Other commonly used <iomanip> manipulators:

  1. std::setprecision(n) — Number of digits for floating-point output. Combine with std::fixed or std::scientific to control how n is interpreted.
  2. std::hex, std::oct, std::dec — Integer base for output and input.
  3. std::boolalpha / std::noboolalpha — Print booleans as true/false or 1/0.
  4. std::showbase — Prefix 0x / 0 on hex / octal output.
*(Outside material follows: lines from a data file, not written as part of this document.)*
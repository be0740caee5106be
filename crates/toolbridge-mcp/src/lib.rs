//! Multi-transport tool-protocol client for toolbridge.
//!
//! Connects to external tool endpoints that speak JSON-RPC 2.0, either over
//! HTTP or over a subprocess's stdin/stdout, discovers their tools and routes
//! tool calls to them.
//!
//! # Architecture
//!
//! ```text
//! ┌─────────────────────────────────────────────────────────────┐
//! │  McpCapability                                              │
//! │  - action name + loose arguments → display string           │
//! └─────────────────────────────────────────────────────────────┘
//!            │                    │                    │
//!            ▼                    ▼                    ▼
//! ┌──────────────────┐ ┌──────────────────┐ ┌──────────────────┐
//! │ ConnectionManager│ │ Dispatcher       │ │ HealthMonitor    │
//! │ - connect/dedup  │ │ - tools/call     │ │ - ping, observe  │
//! │ - state machine  │ │ - no retries     │ │   only           │
//! └──────────────────┘ └──────────────────┘ └──────────────────┘
//!            │
//!            ▼
//! ┌─────────────────────────────────────────────────────────────┐
//! │  Transport                                                  │
//! │  - HttpTransport: one POST per envelope                     │
//! │  - StdioTransport: newline-delimited JSON, id correlation   │
//! └─────────────────────────────────────────────────────────────┘
//!            │
//!            ▼
//! ┌─────────────────────────────────────────────────────────────┐
//! │  ProcessSupervisor (LocalSupervisor on tokio::process)      │
//! └─────────────────────────────────────────────────────────────┘
//! ```
//!
//! # Usage
//!
//! ```rust,ignore
//! use std::sync::Arc;
//! use toolbridge_mcp::{ConnectionManager, Dispatcher, LocalSupervisor, ManagerConfig};
//!
//! let manager = ConnectionManager::new(ManagerConfig::default(), Arc::new(LocalSupervisor::new()));
//! let conn = manager.connect("mcp-server-sqlite --db /tmp/app.db", None).await?;
//!
//! let dispatcher = Dispatcher::new(manager.clone());
//! let args = serde_json::json!({"sql": "SELECT 1"});
//! let output = dispatcher
//!     .call_tool(&conn.id, "query", args.as_object().cloned().unwrap_or_default())
//!     .await?;
//! println!("{}", output.text);
//!
//! manager.disconnect_all().await;
//! ```
//!
//! # Protocol flow
//!
//! 1. Client sends `initialize`; the endpoint answers with its capabilities
//! 2. Client sends `notifications/initialized`
//! 3. Client calls `tools/list`, then `tools/call` as needed
//! 4. `ping` is used for health checks

pub mod address;
pub mod capability;
pub mod dispatcher;
pub mod error;
pub mod health;
pub mod manager;
pub mod protocol;
pub mod supervisor;
pub mod transport;

#[cfg(test)]
pub(crate) mod testing;

// Re-export main types
pub use address::{Endpoint, TransportKind};
pub use capability::{Action, ActionInput, McpCapability};
pub use dispatcher::{Dispatcher, ToolOutput};
pub use error::{McpError, Result};
pub use health::{HealthMonitor, HealthReport, HealthStatus};
pub use manager::{
    ConnectOutcome, Connection, ConnectionManager, ConnectionState, DisconnectOutcome,
    ManagerConfig,
};
pub use protocol::{
    CallToolParams, ClientInfo, EncodedRequest, InitializeParams, InitializeResult, JsonRpcError,
    JsonRpcNotification, JsonRpcRequest, JsonRpcResponse, ListToolsResult, RequestId, ServerInfo,
    ToolInfo,
};
pub use supervisor::{
    LocalSupervisor, ProcessId, ProcessInfo, ProcessStatus, ProcessStream, ProcessSupervisor,
};
pub use transport::{HttpTransport, HttpTransportConfig, StdioTransport, Transport};
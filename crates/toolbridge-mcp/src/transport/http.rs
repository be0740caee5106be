//! Network adapter: one JSON-RPC envelope per HTTP POST.

use std::time::Duration;

use async_trait::async_trait;
use reqwest::header::CONTENT_TYPE;

use super::Transport;
use crate::address::TransportKind;
use crate::error::{McpError, Result};
use crate::protocol::{self, EncodedRequest, JsonRpcNotification, JsonRpcResponse};

/// Ceiling for one exchange unless configured otherwise.
pub const DEFAULT_CEILING: Duration = Duration::from_secs(30);

/// Where and how to POST.
#[derive(Debug, Clone)]
pub struct HttpTransportConfig {
    pub url: String,
    /// No exchange may take longer than this, whatever the caller asks for.
    pub ceiling: Duration,
    /// Sent on every POST, in order.
    pub headers: Vec<(String, String)>,
}

impl HttpTransportConfig {
    pub fn new(url: impl Into<String>) -> Self {
        Self {
            url: url.into(),
            ceiling: DEFAULT_CEILING,
            headers: Vec::new(),
        }
    }

    pub fn with_timeout(mut self, ceiling: Duration) -> Self {
        self.ceiling = ceiling;
        self
    }

    pub fn with_header(mut self, name: impl Into<String>, value: impl Into<String>) -> Self {
        self.headers.push((name.into(), value.into()));
        self
    }
}

/// Stateless HTTP transport. Holds nothing but the client and the address.
pub struct HttpTransport {
    client: reqwest::Client,
    config: HttpTransportConfig,
}

impl HttpTransport {
    /// Build the transport. No network traffic happens here.
    pub fn new(config: HttpTransportConfig) -> Result<Self> {
        let client = reqwest::Client::builder()
            .timeout(config.ceiling)
            .build()
            .map_err(|e| McpError::transport(format!("cannot build HTTP client: {}", e)))?;
        tracing::debug!(url = %config.url, ceiling_ms = config.ceiling.as_millis() as u64, "network transport ready");

        Ok(Self { client, config })
    }

    fn post(&self, body: Vec<u8>, timeout: Duration) -> reqwest::RequestBuilder {
        self.config.headers.iter().fold(
            self.client
                .post(&self.config.url)
                .timeout(timeout.min(self.config.ceiling))
                .header(CONTENT_TYPE, "application/json")
                .body(body),
            |req, (name, value)| req.header(name, value),
        )
    }
}

#[async_trait]
impl Transport for HttpTransport {
    async fn send(&self, request: &EncodedRequest, timeout: Duration) -> Result<JsonRpcResponse> {
        tracing::trace!(
            url = %self.config.url,
            method = %request.method,
            request_id = %request.id,
            "sending HTTP request"
        );

        let resp = self
            .post(request.bytes.clone(), timeout)
            .send()
            .await
            .map_err(|e| {
                if e.is_timeout() {
                    McpError::timeout(&request.method, timeout.min(self.config.ceiling))
                } else if is_unreachable(&e) {
                    McpError::Unreachable(e.to_string())
                } else {
                    McpError::transport(format!("HTTP request failed: {}", e))
                }
            })?;

        let status = resp.status();
        if !status.is_success() {
            let body = resp.text().await.unwrap_or_default();
            return Err(McpError::transport(format!("HTTP error {}: {}", status, body)));
        }

        let bytes = resp.bytes().await.map_err(|e| {
            if is_unreachable(&e) {
                McpError::Unreachable(e.to_string())
            } else {
                McpError::transport(format!("failed to read response body: {}", e))
            }
        })?;

        // A single response is the entire payload, so an undecodable body fails the call.
        let response = protocol::decode(&bytes)?;
        if response.id != request.id {
            return Err(McpError::malformed(format!(
                "response id {} does not match request id {}",
                response.id, request.id
            )));
        }

        tracing::trace!(request_id = %response.id, "received HTTP response");
        Ok(response)
    }

    async fn try_notify(&self, notification: &JsonRpcNotification) -> Result<()> {
        let body = serde_json::to_vec(notification)?;
        let resp = self
            .post(body, self.config.ceiling)
            .send()
            .await
            .map_err(|e| McpError::transport(format!("HTTP notification failed: {}", e)))?;
        if !resp.status().is_success() {
            return Err(McpError::transport(format!(
                "HTTP notification rejected with {}",
                resp.status()
            )));
        }
        Ok(())
    }

    fn kind(&self) -> TransportKind {
        TransportKind::Network
    }

    fn is_alive(&self) -> bool {
        true
    }

    async fn try_close(&self) -> Result<()> {
        Ok(())
    }
}

/// Connection refused, or the socket dropped under an exchange.
fn is_unreachable(err: &reqwest::Error) -> bool {
    if err.is_connect() {
        return true;
    }
    let mut source = std::error::Error::source(err);
    while let Some(cause) = source {
        if let Some(io) = cause.downcast_ref::<std::io::Error>()
            && matches!(
                io.kind(),
                std::io::ErrorKind::ConnectionReset
                    | std::io::ErrorKind::ConnectionAborted
                    | std::io::ErrorKind::BrokenPipe
            )
        {
            return true;
        }
        source = cause.source();
    }
    false
}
3. std::bind and std::placeholders

std::bind creates a new callable by binding some arguments of an existing callable to fixed values, while leaving others as placeholders for future arguments.

3.1 std::placeholders

Placeholders (_1, _2, _3, …) mark the positions where future arguments will be substituted. _1 represents the first argument passed to the bound function, _2 the second, and so on. Numbering starts at _1.

3.2 std::bind

std::bind produces a forwarding call wrapper. Calling the wrapper invokes the original function with the bound arguments substituted in.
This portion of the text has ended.